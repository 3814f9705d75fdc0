//! Output trait for rendering reports to different formats.

use miette::{Diagnostic, GraphicalReportHandler};

/// Target output for reports.
///
/// Reports describe *what* to output using these semantic methods.
/// Implementations decide *how* to render.
pub trait Output {
    /// Start a new section with a heading.
    fn section(&mut self, name: &str);

    /// Render a key-value pair.
    fn key_value(&mut self, key: &str, value: &str);

    /// Render a bullet list item.
    fn list_item(&mut self, text: &str);

    /// Render an added item (e.g., new file).
    fn added_item(&mut self, text: &str);

    /// Render a failure with its diagnostic.
    fn diagnostic(&mut self, diagnostic: &dyn Diagnostic);

    /// Render a separator/divider with a label.
    fn divider(&mut self, label: &str);

    /// Render a block of preformatted text.
    fn preformatted(&mut self, text: &str);

    /// Render a blank line.
    fn newline(&mut self);
}

/// A report that can render itself to an output.
pub trait Report {
    /// Render this report to the given output.
    fn render(&self, out: &mut dyn Output);
}

/// Terminal output implementation.
pub struct TerminalOutput {
    handler: GraphicalReportHandler,
}

impl TerminalOutput {
    pub fn new() -> Self {
        Self {
            handler: GraphicalReportHandler::new(),
        }
    }
}

impl Default for TerminalOutput {
    fn default() -> Self {
        Self::new()
    }
}

impl Output for TerminalOutput {
    fn section(&mut self, name: &str) {
        println!("{}:", name);
    }

    fn key_value(&mut self, key: &str, value: &str) {
        println!("{}: {}", key, value);
    }

    fn list_item(&mut self, text: &str) {
        println!("  - {}", text);
    }

    fn added_item(&mut self, text: &str) {
        println!("  + {}", text);
    }

    fn diagnostic(&mut self, diagnostic: &dyn Diagnostic) {
        let mut rendered = String::new();
        match self.handler.render_report(&mut rendered, diagnostic) {
            Ok(()) => eprint!("{}", rendered),
            Err(_) => eprintln!("error: {}", diagnostic),
        }
    }

    fn divider(&mut self, label: &str) {
        println!("── {} ──", label);
    }

    fn preformatted(&mut self, text: &str) {
        println!("{}", text);
    }

    fn newline(&mut self) {
        println!();
    }
}

#[cfg(test)]
pub(crate) mod testing {
    use super::*;

    /// Records rendered lines for assertions.
    #[derive(Default)]
    pub struct RecordingOutput {
        pub lines: Vec<String>,
    }

    impl Output for RecordingOutput {
        fn section(&mut self, name: &str) {
            self.lines.push(format!("{}:", name));
        }

        fn key_value(&mut self, key: &str, value: &str) {
            self.lines.push(format!("{}: {}", key, value));
        }

        fn list_item(&mut self, text: &str) {
            self.lines.push(format!("  - {}", text));
        }

        fn added_item(&mut self, text: &str) {
            self.lines.push(format!("  + {}", text));
        }

        fn diagnostic(&mut self, diagnostic: &dyn Diagnostic) {
            self.lines.push(format!("error: {}", diagnostic));
        }

        fn divider(&mut self, label: &str) {
            self.lines.push(format!("── {} ──", label));
        }

        fn preformatted(&mut self, text: &str) {
            self.lines.push(text.to_string());
        }

        fn newline(&mut self) {
            self.lines.push(String::new());
        }
    }
}
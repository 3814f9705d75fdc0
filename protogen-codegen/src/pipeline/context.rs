//! Per-file view of the batch handed to strategies.

use protogen_ir::{Field, FileUnit};

use super::{Batch, header};
use crate::{
    CodeBuilder, Declaration, Error, GeneratorConfig, ImportHandle, Result, custom_type,
    naming::module_path_for,
};

/// Everything a strategy may touch while generating one file.
///
/// Holds the batch mutably for the duration of the file, so import requests
/// and references land in the batch-wide registry.
pub struct FileContext<'b, 'a> {
    batch: &'b mut Batch<'a>,
    file: &'a FileUnit,
    out: CodeBuilder,
}

impl<'b, 'a> FileContext<'b, 'a> {
    pub(crate) fn new(batch: &'b mut Batch<'a>, file: &'a FileUnit) -> Self {
        Self {
            batch,
            file,
            out: CodeBuilder::rust(),
        }
    }

    /// The file being generated.
    pub fn file(&self) -> &'a FileUnit {
        self.file
    }

    /// Output buffer for the current section of the file.
    pub fn out(&mut self) -> &mut CodeBuilder {
        &mut self.out
    }

    pub fn config(&self) -> &GeneratorConfig {
        self.batch.config()
    }

    pub fn batch(&self) -> &Batch<'a> {
        &*self.batch
    }

    /// Register interest in an import path. Nothing is emitted unless the
    /// handle is later [referenced](Self::reference).
    pub fn request_import(&mut self, path: &str) -> ImportHandle {
        self.batch.imports_mut().request(path)
    }

    /// Alias to write in code for `handle`; marks the import as used by
    /// this file.
    pub fn reference(&mut self, handle: ImportHandle) -> String {
        self.batch.imports_mut().reference(handle).to_string()
    }

    pub fn is_used(&self, handle: ImportHandle) -> bool {
        self.batch.imports().is_used(handle)
    }

    /// Write one `use` item per import referenced so far.
    pub fn write_used_imports(&mut self) {
        for decl in self.batch.imports().used_imports() {
            self.out.push_line(&decl.to_string());
        }
    }

    /// Type reference for the field's custom type, importing its path.
    ///
    /// Returns `Ok(None)` when the field has no custom type.
    ///
    /// # Errors
    ///
    /// Returns [`Error::Configuration`] when the annotation is malformed.
    pub fn custom_type(&mut self, field: &Field) -> Result<Option<String>> {
        let annotation = field.options.custom_type.as_deref();
        let resolved = custom_type::resolve(annotation).map_err(|source| {
            Box::new(Error::Configuration {
                file: self.file.name.clone(),
                field: field.name.clone(),
                annotation: source.annotation.clone(),
                source,
            })
        })?;

        if resolved.is_empty() {
            return Ok(None);
        }
        let naming = *self.batch.naming();
        if !resolved.is_imported() {
            return Ok(Some(naming.safe_name(&resolved.reference)));
        }

        let handle = self.request_import(&resolved.import_path);
        let alias = self.reference(handle);
        Ok(Some(format!("{alias}::{}", naming.safe_name(&resolved.type_name))))
    }

    /// Look up a declaration that must exist.
    ///
    /// # Errors
    ///
    /// Returns [`Error::UnresolvedType`], which aborts the batch.
    pub fn resolve(&self, type_name: &str) -> Result<Declaration<'a>> {
        self.batch
            .index()
            .resolve(type_name)
            .cloned()
            .map_err(|e| e.at(&self.file.name, None))
    }

    /// Resolve the declaration a message, group or enum field refers to.
    pub fn resolve_field(&self, field: &Field) -> Result<Declaration<'a>> {
        let type_name = field.type_name.as_deref().unwrap_or_default();
        self.batch
            .index()
            .resolve(type_name)
            .cloned()
            .map_err(|e| e.at(&self.file.name, Some(&field.name)))
    }

    /// Whether the field refers to a group. Unknown types are not groups.
    pub fn is_group(&self, field: &Field) -> bool {
        field
            .type_name
            .as_deref()
            .is_some_and(|name| self.batch.index().is_group(name))
    }

    /// Path to write in code for a declaration.
    ///
    /// Declarations from this file, or another file of the same package,
    /// use their local name. Anything else goes through the import of the
    /// declaring file's module. The batch's naming convention applies to
    /// the name in both cases.
    pub fn type_path(&mut self, decl: &Declaration<'a>) -> String {
        let name = self.batch.naming().type_name(&decl.local_name);
        if self.is_local(decl.file) {
            return name;
        }
        let handle = self.batch.imports_mut().request_local(&module_path_for(decl.file));
        let alias = self.reference(handle);
        format!("{alias}::{name}")
    }

    fn is_local(&self, other: &FileUnit) -> bool {
        if other.name == self.file.name {
            return true;
        }
        match (self.file.package.as_deref(), other.package.as_deref()) {
            (Some(mine), Some(theirs)) => !mine.is_empty() && mine == theirs,
            _ => false,
        }
    }

    /// Create a strategy error for the current file.
    pub fn strategy_error(
        &self,
        strategy: &str,
        source: impl Into<Box<dyn std::error::Error + Send + Sync>>,
    ) -> Box<Error> {
        Error::strategy(strategy, &self.file.name, source)
    }

    pub(crate) fn write_header(&mut self) {
        header::write_header(&mut self.out, self.file, self.batch.config());
    }

    pub(crate) fn take_output(&mut self) -> String {
        self.out.take()
    }

    pub(crate) fn into_output(self) -> String {
        self.out.build()
    }
}
//! Core utilities and types for protogen.
//!
//! This crate provides the small, dependency-free building blocks shared by
//! the model, the code generation core and the CLI.

mod file;
mod utils;

// File operations
pub use file::{File, WriteResult};
// String and identifier utilities
pub use utils::{
    RUST_KEYWORDS, is_identifier, is_raw_identifier_forbidden, is_rust_keyword, to_pascal_case,
    to_snake_case,
};
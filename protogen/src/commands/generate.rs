use std::path::PathBuf;

use clap::Args;
use eyre::Result;

use super::{InputArgs, UnwrapOrExit};
use crate::{
    ops,
    reports::{Report, TerminalOutput},
};

#[derive(Args)]
pub struct GenerateCommand {
    #[command(flatten)]
    pub input: InputArgs,

    /// Output directory (defaults to current directory)
    #[arg(short, long, default_value = ".")]
    pub output: PathBuf,

    /// Preview generated code without writing to disk
    #[arg(long)]
    pub dry_run: bool,
}

impl GenerateCommand {
    /// Run the generate command
    pub fn run(&self) -> Result<()> {
        let request = self.input.load_request();
        let config = self.input.load_config()?;

        let outcome = ops::run_pipeline(&request, config).unwrap_or_exit();
        let report = ops::generate(
            outcome,
            ops::generate::GenerateOptions {
                output_dir: &self.output,
                dry_run: self.dry_run,
            },
        )?;

        report.render(&mut TerminalOutput::new());
        if !report.is_success() {
            std::process::exit(1);
        }
        Ok(())
    }
}
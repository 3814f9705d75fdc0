mod check;
mod completions;
mod generate;

use std::path::{Path, PathBuf};

use check::CheckCommand;
use clap::{ArgAction, Parser, Subcommand};
use completions::CompletionsCommand;
use eyre::{Context, Result};
use generate::GenerateCommand;
use protogen_codegen::GeneratorConfig;
use protogen_ir::GenerateRequest;

use crate::ops;

/// Default configuration file, read when present.
const DEFAULT_CONFIG: &str = "protogen.toml";

/// Extension trait for exiting on library errors with pretty formatting
pub(crate) trait UnwrapOrExit<T> {
    fn unwrap_or_exit(self) -> T;
}

impl<T> UnwrapOrExit<T> for protogen_ir::Result<T> {
    fn unwrap_or_exit(self) -> T {
        match self {
            Ok(v) => v,
            Err(e) => {
                eprintln!("{:?}", miette::Report::new(*e));
                std::process::exit(1);
            }
        }
    }
}

impl<T> UnwrapOrExit<T> for protogen_codegen::Result<T> {
    fn unwrap_or_exit(self) -> T {
        match self {
            Ok(v) => v,
            Err(e) => {
                eprintln!("{:?}", miette::Report::new(*e));
                std::process::exit(1);
            }
        }
    }
}

#[derive(Parser)]
#[command(name = "protogen")]
#[command(version)]
#[command(about = "Generate Rust data types from protobuf descriptor requests")]
pub(crate) struct Cli {
    /// Increase log verbosity (-v debug, -vv trace)
    #[arg(short, long, global = true, action = ArgAction::Count)]
    pub verbose: u8,

    #[command(subcommand)]
    command: Commands,
}

impl Cli {
    pub fn run(&self) -> Result<()> {
        match &self.command {
            Commands::Generate(cmd) => cmd.run(),
            Commands::Check(cmd) => cmd.run(),
            Commands::Completions(cmd) => cmd.run(),
        }
    }
}

#[derive(Subcommand)]
enum Commands {
    /// Generate code for every file the request marks for generation
    Generate(GenerateCommand),

    /// Run the pipeline without writing anything
    Check(CheckCommand),

    /// Generate shell completions
    Completions(CompletionsCommand),
}

/// Inputs shared by the commands that run the pipeline.
#[derive(clap::Args)]
pub(crate) struct InputArgs {
    /// Path to the request JSON
    pub request: PathBuf,

    /// Path to protogen.toml (defaults to ./protogen.toml when it exists)
    #[arg(short, long)]
    pub config: Option<PathBuf>,

    /// Generator parameters (`key=value,key=value`), applied last
    #[arg(short, long = "param")]
    pub params: Vec<String>,
}

impl InputArgs {
    /// Load the request with the command-line parameters merged in.
    pub fn load_request(&self) -> GenerateRequest {
        let mut request = GenerateRequest::open(&self.request).unwrap_or_exit();
        request.parameter = ops::merge_parameters(request.parameter.as_deref(), &self.params);
        request
    }

    /// Load the generator configuration file, if any.
    pub fn load_config(&self) -> Result<GeneratorConfig> {
        let path = match &self.config {
            Some(path) => path.as_path(),
            None if Path::new(DEFAULT_CONFIG).exists() => Path::new(DEFAULT_CONFIG),
            None => return Ok(GeneratorConfig::default()),
        };

        let content = std::fs::read_to_string(path)
            .wrap_err_with(|| format!("Failed to read {}", path.display()))?;
        tracing::debug!(path = %path.display(), "loaded generator config");
        Ok(GeneratorConfig::from_toml_str_with_filename(&content, &path.display().to_string())
            .unwrap_or_exit())
    }
}
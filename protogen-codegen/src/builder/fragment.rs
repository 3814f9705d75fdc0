//! Renderable trait and CodeFragment for decoupled code generation.

/// Represents a fragment of generated code.
///
/// CodeFragments sit between AST nodes and the final string output, so
/// nodes can be composed without knowing about the output buffer.
#[derive(Debug, Clone, PartialEq)]
pub enum CodeFragment {
    /// A single line of code (will have newline appended).
    Line(String),
    /// A block with header, body fragments, and optional closing line.
    Block {
        header: String,
        body: Vec<CodeFragment>,
        close: Option<String>,
    },
    /// A Rust doc comment.
    RustDoc(String),
}

/// Trait for types that can be rendered to code fragments.
pub trait Renderable {
    /// Convert this node to a sequence of code fragments.
    fn to_fragments(&self) -> Vec<CodeFragment>;
}
//! Indentation configuration for code generation.

/// Indentation style for generated code.
#[derive(Debug, Clone, Copy, PartialEq, Eq)]
pub enum Indent {
    /// Spaces with the specified width.
    Spaces(u8),
    /// Tab character.
    Tab,
}

impl Indent {
    /// 4-space indentation, what the canonical printer emits.
    pub const RUST: Self = Self::Spaces(4);

    /// Convert to the string representation for one indent level.
    pub fn as_str(&self) -> &'static str {
        match self {
            Self::Spaces(2) => "  ",
            Self::Spaces(8) => "        ",
            // Fallback to 4 whitespaces
            Self::Spaces(_) => "    ",
            Self::Tab => "\t",
        }
    }
}

impl Default for Indent {
    fn default() -> Self {
        Self::RUST
    }
}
○ ○ ○ ○
> _Task requirements_
For every line in the records above that holds "when", add one, and report the sum alone.

> _Answer below_
4